Haciendo una mala interpretación del sistema educativo, algunos docentes abusan de su situación de poder, por una razón o por otra, de los alumnos “tomados como blanco”, que sufren desaprobaciones de exámenes sin causa visible, trato distante, mentiras, castigos, hasta llegar a casos graves de acoso como lo pueden ser el de tipo sexual (mucho más común de un profesor de sexo masculino al alumnado del género opuesto), alcanzando ribetes gravísimos como las amenazas de diferente índole.

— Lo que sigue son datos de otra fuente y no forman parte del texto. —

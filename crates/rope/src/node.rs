//! Rope nodes and the weight-indexed tree algorithms
//!
//! A node is either a leaf viewing a run of text or an internal node joining
//! two subtrees. Every internal node caches `weight`, the byte length of its
//! *entire* left subtree, which is what lets lookups and splits descend one
//! path instead of scanning. Nodes are immutable once allocated, so any
//! number of rope versions can share subtrees.

use crate::arena::Arena;
use crate::error::{Result, RopeError};
use crate::iter::{Bytes, Chars, Leaves};
use std::fmt::Write;

/// Result of a split: either side may be absent (empty)
pub type Split<'a> = (Option<&'a Node<'a>>, Option<&'a Node<'a>>);

#[derive(Clone, Copy, Debug)]
pub enum Node<'a> {
    /// Borrowed view into text owned elsewhere (arena or caller)
    Leaf { text: &'a str },
    Internal {
        /// Byte length of everything reachable through `left`
        weight: usize,
        left: &'a Node<'a>,
        right: &'a Node<'a>,
    },
}

/// Which child the split descent took at a given level
enum Step<'a> {
    /// Went right; the left sibling belongs to the left part
    Right(&'a Node<'a>),
    /// Went left; the right sibling belongs to the right part
    Left(&'a Node<'a>),
}

impl<'a> Node<'a> {
    pub fn leaf(text: &'a str) -> Self {
        Node::Leaf { text }
    }

    /// Internal node over two finished subtrees
    ///
    /// Children are immutable and already weighted, so the new weight is just
    /// the total length of `left`.
    fn internal(left: &'a Node<'a>, right: &'a Node<'a>) -> Self {
        Node::Internal {
            weight: left.len(),
            left,
            right,
        }
    }

    #[inline]
    pub fn is_leaf(&self) -> bool {
        matches!(self, Node::Leaf { .. })
    }

    #[inline]
    pub fn is_internal(&self) -> bool {
        !self.is_leaf()
    }

    /// Leaf text, `None` for internal nodes
    #[inline]
    pub fn text(&self) -> Option<&'a str> {
        match *self {
            Node::Leaf { text } => Some(text),
            Node::Internal { .. } => None,
        }
    }

    #[inline]
    pub fn left(&self) -> Option<&'a Node<'a>> {
        match *self {
            Node::Internal { left, .. } => Some(left),
            Node::Leaf { .. } => None,
        }
    }

    #[inline]
    pub fn right(&self) -> Option<&'a Node<'a>> {
        match *self {
            Node::Internal { right, .. } => Some(right),
            Node::Leaf { .. } => None,
        }
    }

    /// Leaf length, or left-subtree length for internal nodes
    #[inline]
    pub fn weight(&self) -> usize {
        match *self {
            Node::Leaf { text } => text.len(),
            Node::Internal { weight, .. } => weight,
        }
    }

    /// Total byte length, walking down the right spine
    pub fn len(&self) -> usize {
        let mut total = 0;
        let mut node = self;
        loop {
            match *node {
                Node::Leaf { text } => return total + text.len(),
                Node::Internal { weight, right, .. } => {
                    total += weight;
                    node = right;
                }
            }
        }
    }

    pub fn is_empty(&self) -> bool {
        self.len() == 0
    }

    /// Leaf containing byte `index` and the offset of `index` inside it
    pub fn leaf_at(&self, index: usize) -> Result<(&'a str, usize)> {
        let mut node = self;
        let mut offset = index;
        loop {
            match *node {
                Node::Internal {
                    weight,
                    left,
                    right,
                } => {
                    if offset >= weight {
                        offset -= weight;
                        node = right;
                    } else {
                        node = left;
                    }
                }
                Node::Leaf { text } => {
                    if offset < text.len() {
                        return Ok((text, offset));
                    }
                    return Err(RopeError::IndexOutOfRange {
                        index,
                        len: self.len(),
                    });
                }
            }
        }
    }

    /// Byte at `index`
    pub fn byte_at(&self, index: usize) -> Result<u8> {
        let (text, offset) = self.leaf_at(index)?;
        Ok(text.as_bytes()[offset])
    }

    /// Join `self` and `other` under a new internal node
    pub fn concat(&'a self, arena: &'a Arena<'_>, other: &'a Node<'a>) -> Result<&'a Node<'a>> {
        arena.alloc(Node::internal(self, other))
    }

    /// Partition the sequence at byte `index`
    ///
    /// Leaf text is never copied: slicing a leaf creates new views over the
    /// same bytes. Splitting exactly on an existing left/right boundary
    /// returns the two children without allocating.
    pub fn split(&'a self, arena: &'a Arena<'_>, index: usize) -> Result<Split<'a>> {
        let mut path = Vec::new();
        let mut node = self;
        let mut offset = index;

        let (mut left_part, mut right_part): Split<'a> = loop {
            match *node {
                Node::Internal {
                    weight,
                    left,
                    right,
                } => {
                    if offset == weight {
                        break (Some(left), Some(right));
                    } else if offset > weight {
                        path.push(Step::Right(left));
                        offset -= weight;
                        node = right;
                    } else {
                        path.push(Step::Left(right));
                        node = left;
                    }
                }
                Node::Leaf { text } => {
                    if offset == text.len() {
                        break (Some(node), None);
                    }
                    if offset == 0 {
                        break (None, Some(node));
                    }
                    if offset > text.len() {
                        return Err(RopeError::IndexOutOfRange {
                            index,
                            len: self.len(),
                        });
                    }
                    if !text.is_char_boundary(offset) {
                        return Err(RopeError::NotCharBoundary { index });
                    }

                    let head = arena.alloc(Node::leaf(&text[..offset]))?;
                    let tail = arena.alloc(Node::leaf(&text[offset..]))?;
                    break (Some(head), Some(tail));
                }
            }
        };

        // Rebuild both halves from the split point back up to the root
        for step in path.into_iter().rev() {
            match step {
                Step::Right(sibling) => left_part = join(arena, Some(sibling), left_part)?,
                Step::Left(sibling) => right_part = join(arena, right_part, Some(sibling))?,
            }
        }

        Ok((left_part, right_part))
    }

    /// New tree with `text` inserted at byte `index`
    pub fn insert(&'a self, arena: &'a Arena<'_>, text: &'a str, index: usize) -> Result<&'a Node<'a>> {
        let (left, right) = self.split(arena, index)?;
        let middle = arena.alloc(Node::leaf(text))?;

        match (left, right) {
            (None, None) => Ok(middle),
            (None, Some(right)) => middle.concat(arena, right),
            (Some(left), None) => left.concat(arena, middle),
            (Some(left), Some(right)) => left.concat(arena, middle.concat(arena, right)?),
        }
    }

    /// New tree without the `length` bytes starting at `start`
    ///
    /// Both splits run against this (unmodified) tree.
    pub fn kill(&'a self, arena: &'a Arena<'_>, start: usize, length: usize) -> Result<&'a Node<'a>> {
        let len = self.len();
        let end = start
            .checked_add(length)
            .filter(|&end| end <= len)
            .ok_or(RopeError::IndexOutOfRange {
                index: start.saturating_add(length),
                len,
            })?;

        let (left, _) = self.split(arena, start)?;
        let (_, right) = self.split(arena, end)?;

        match (left, right) {
            (None, None) => arena.alloc(Node::leaf("")),
            (None, Some(right)) => Ok(right),
            (Some(left), None) => Ok(left),
            (Some(left), Some(right)) => left.concat(arena, right),
        }
    }

    /// Whole text as one string
    pub fn render(&'a self) -> String {
        let mut out = String::with_capacity(self.len());
        for leaf in self.leaves() {
            if let Some(text) = leaf.text() {
                out.push_str(text);
            }
        }
        out
    }

    /// Leaves in left-to-right order
    pub fn leaves(&'a self) -> Leaves<'a> {
        Leaves::new(self)
    }

    pub fn bytes(&'a self) -> Bytes<'a> {
        Bytes::new(self.leaves())
    }

    pub fn chars(&'a self) -> Chars<'a> {
        Chars::new(self.leaves())
    }

    /// Nodes in this subtree (a shared subtree is counted once per reference)
    pub fn node_count(&self) -> usize {
        let mut count = 0;
        let mut stack = vec![self];
        while let Some(node) = stack.pop() {
            count += 1;
            if let Node::Internal { left, right, .. } = *node {
                stack.push(right);
                stack.push(left);
            }
        }
        count
    }

    pub fn leaf_count(&self) -> usize {
        let mut count = 0;
        let mut stack = vec![self];
        while let Some(node) = stack.pop() {
            match *node {
                Node::Leaf { .. } => count += 1,
                Node::Internal { left, right, .. } => {
                    stack.push(right);
                    stack.push(left);
                }
            }
        }
        count
    }

    /// Longest root-to-leaf path, a lone leaf has depth 1
    pub fn depth(&self) -> usize {
        let mut deepest = 0;
        let mut stack = vec![(self, 1)];
        while let Some((node, depth)) = stack.pop() {
            deepest = deepest.max(depth);
            if let Node::Internal { left, right, .. } = *node {
                stack.push((right, depth + 1));
                stack.push((left, depth + 1));
            }
        }
        deepest
    }

    /// True when every internal node's weight equals its left subtree length
    pub fn check_weights(&self) -> bool {
        let mut stack = vec![self];
        while let Some(node) = stack.pop() {
            if let Node::Internal {
                weight,
                left,
                right,
            } = *node
            {
                if weight != left.len() {
                    return false;
                }
                stack.push(right);
                stack.push(left);
            }
        }
        true
    }

    /// Indented `(weight): text` outline of the tree
    pub fn dump(&self) -> String {
        let mut out = String::new();
        let mut stack = vec![(self, 0)];
        while let Some((node, indent)) = stack.pop() {
            let _ = write!(out, "{:width$}({})", "", node.weight(), width = indent * 2);
            match *node {
                Node::Leaf { text } => {
                    let _ = writeln!(out, ": {}", text);
                }
                Node::Internal { left, right, .. } => {
                    out.push('\n');
                    stack.push((right, indent + 1));
                    stack.push((left, indent + 1));
                }
            }
        }
        out
    }
}

/// Concatenate two optional halves, treating `None` as empty
fn join<'a>(
    arena: &'a Arena<'_>,
    left: Option<&'a Node<'a>>,
    right: Option<&'a Node<'a>>,
) -> Result<Option<&'a Node<'a>>> {
    match (left, right) {
        (Some(left), Some(right)) => left.concat(arena, right).map(Some),
        (Some(only), None) | (None, Some(only)) => Ok(Some(only)),
        (None, None) => Ok(None),
    }
}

Pero en todo esto tiene mucho que ver la conformación de identidad del docente acosador.

PERFIL DEL AGRESOR

El profesor que ejerce el acoso escolar suele ser una persona que transporta sus problemas cotidianos y sus frustraciones hacia su alumnado, que en realidad tendría que recibir de ellos instrucción y formación. Generalmente están convencidos de que deben aplicar rigurosamente su autoridad. Incluso el reconocido autor en materia de bullying, Tim Field ha llegado a trazar un perfil bastante elocuente de estas personas, que tienen “rasgos narcisistas, paranoides, se auto convencen de que tienen razón en su hostigamiento y de que su comportamiento es justo (…). Tienen sentimientos de inferioridad y fracaso; son incapaces de afrontar su incapacidad y para desviar la atención sobre sus limitaciones arremeten contra otros; son irresponsables e incompetentes”. Drástico pero no errado en sus palabras ha sido el investigador. "El hombre sólo por la educación llega ser persona" ( I. Kant, Filósofo alemán), extracto; Clase, Filosofía de la educación. Prof. Fernando Leiva

Los docentes que practican bullying sobre alumnos suelen actuar motivados por el miedo. El miedo a perder el control de una clase, el miedo a ser agredidos por los jóvenes e incluso el miedo a ser dejados en ridículo por aquellos que se muestren talentosos e inteligentes. Lo más normal es que sean personas sin demasiada experiencia, formación ni preparación previa para tomar tamaña responsabilidad, la de educar a las futuras generaciones.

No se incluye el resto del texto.